When combined with the later act of 1903 which established the concept of an organized (the national guard) and unorganized militia (the general population), the idea that the government can regulate what arms the militia has access to isn't out of the question, especially when you consider the government tried to do that just after the 2nd Amendment was ratified. Seriously.


----------



## Imperial Citizen (Mar 25, 2021)

Techpriest said:


> Despite all this, the second amendment remained unaltered, because nobody bothered to come back and sit down and think 'OK let's take out the militia part of this' or tightening up the language. It had been written down twenty years ago, and might still be relevant in the future - plenty of people were deliberately trying to ignore the complete failure of basing the entire defense of the nation around people who bought their own gear. The start of viewing the constitution as a civic religion also had an impact on this, as any kind of change to the document started to be seen as going against what the founders wanted, Besides, the obvious problems with the original document had been patched up with the 11th and 12th amendments (In 1794 and 1803), and nobody wanted to touch already made amendments. Could you even do that? How? Another amendment? Was that constitutional?
> 
> tl;dr: The second amendment has a complicated history and doesn't just boil down to 'BUT BUT MUH GUNZ'


First of all, fucking brilliant analysis. I honestly did not know how something like well-regulated would have be interpreted back then and I just thought it was just a descriptive word.

On the issue of alterations, technically it has been altered. DC v Heller decided that an individual does have a right to keep and bear arms without being connected to a militia. While that hasn't changed the actual text, it has been precedent so far.


----------



## draggs (Mar 25, 2021)

JaneThough said:


> I've been wondering this now for a while. Why do the same people who claim their right to bear arms cannot _in any way ever_ be regulated _ever ever_ also in the same breath say protestors should be locked up and certain people shouldn't be able to vote? Why are guns more important than any right we have protected by the constitution?


You should be locked up and proscribed from voting.

Anyone else? Nah.


----------



## Techpriest (Mar 25, 2021)

Imperial Citizen said:


> First of all, fucking brilliant analysis. I honestly did not know how something like well-regulated would have be interpreted back then and I just thought it was just a descriptive word.
> 
> On the issue of alterations, technically it has been altered. DC v Heller decided that an individual does have a right to keep and bear arms without being connected to a militia. While that hasn't changed the actual text, it has been precedent so far.


Heller's a bit of an odd duck, because I think it ignores the context of the militia acts of 1903 which define pretty much every one as part of the militia in one form or another. It's kind of a contradiction. Heller didn't actually change the text of the amendment, which is what really needs to be clarified - the concept of a militia in the era of the Revolution is VERY different from what it would be considered in the modern context. For that matter, if you stress shall not be infringed, you have to admit you're going to have to give felons back firearms, and any state law or federal law refusing them the ability to possess firearms violates that part of the amendment - something happily ignored by a lot of originalists and literalists. The right of the citizen to bear arms isn't and shouldn't be in question. The real question is the extent to which the government can do so - and all indications show that the founding fathers had a wide variety of interpretations on that front. Some wanted no regulation. But obviously the government did issue regulations to the militia/general populace regarding firearms and standardization, so it obviously has some ability to do so.

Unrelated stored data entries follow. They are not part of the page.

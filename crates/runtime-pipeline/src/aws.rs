use aws_config::meta::region::RegionProviderChain;
use aws_config::{BehaviorVersion, Region, SdkConfig};

/// Shared SDK configuration; an explicit region wins over the default chain.
pub async fn load_sdk_config(region: Option<String>) -> SdkConfig {
    let region_provider = RegionProviderChain::first_try(region.map(Region::new))
        .or_default_provider()
        .or_else("us-east-1");
    aws_config::defaults(BehaviorVersion::latest())
        .region(region_provider)
        .load()
        .await
}
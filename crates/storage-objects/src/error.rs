use thiserror::Error;

#[derive(Debug, Error)]
pub enum ObjectStoreError {
    #[error("invalid object location: {0}")]
    InvalidLocation(String),
    #[error("object not found: {0}")]
    NotFound(String),
    #[error("I/O error: {0}")]
    Io(String),
    #[error("remote storage error: {0}")]
    Remote(String),
    #[error("unsupported operation: {0}")]
    Unsupported(String),
}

Again, the amendment is complicated, possibly on purpose, possibly just by mistake.

EDIT: 

"Well Regulated" also meant an actually drilled and trained force too, with rules, restrictions, standardization, codes of conduct, etc. etc. The US Militias were uh... not very good at this, and the distinction between the state and federal militia line was pretty hazy and complicated too. So you can read it as the idea that "we want an army that owns its own weapons and handles its own training so we don't have to pay for them" - which was probably a good chunk of what a lot of the Federalists sort of wanted. Armies are expensive, and the US was in debt to a lot of people at the time, and having issues with states issuing their own currency and actually getting taxes from people.


----------



## pedoguyguykrai (Mar 25, 2021)

Because if you take away the rights to bear arms, then you mind as well as drop your pants and prepare your asshole to be fucked by the government.
Currently states have red flag laws, with that anyone who thinks you shouldn't have a gun can go before a judge and make a case to get your guns taken. With little regard to you what the truth may actually be, if they think your a risk EVEN IF YOU HADN'T COMIT A CRIME, then they can take your guns.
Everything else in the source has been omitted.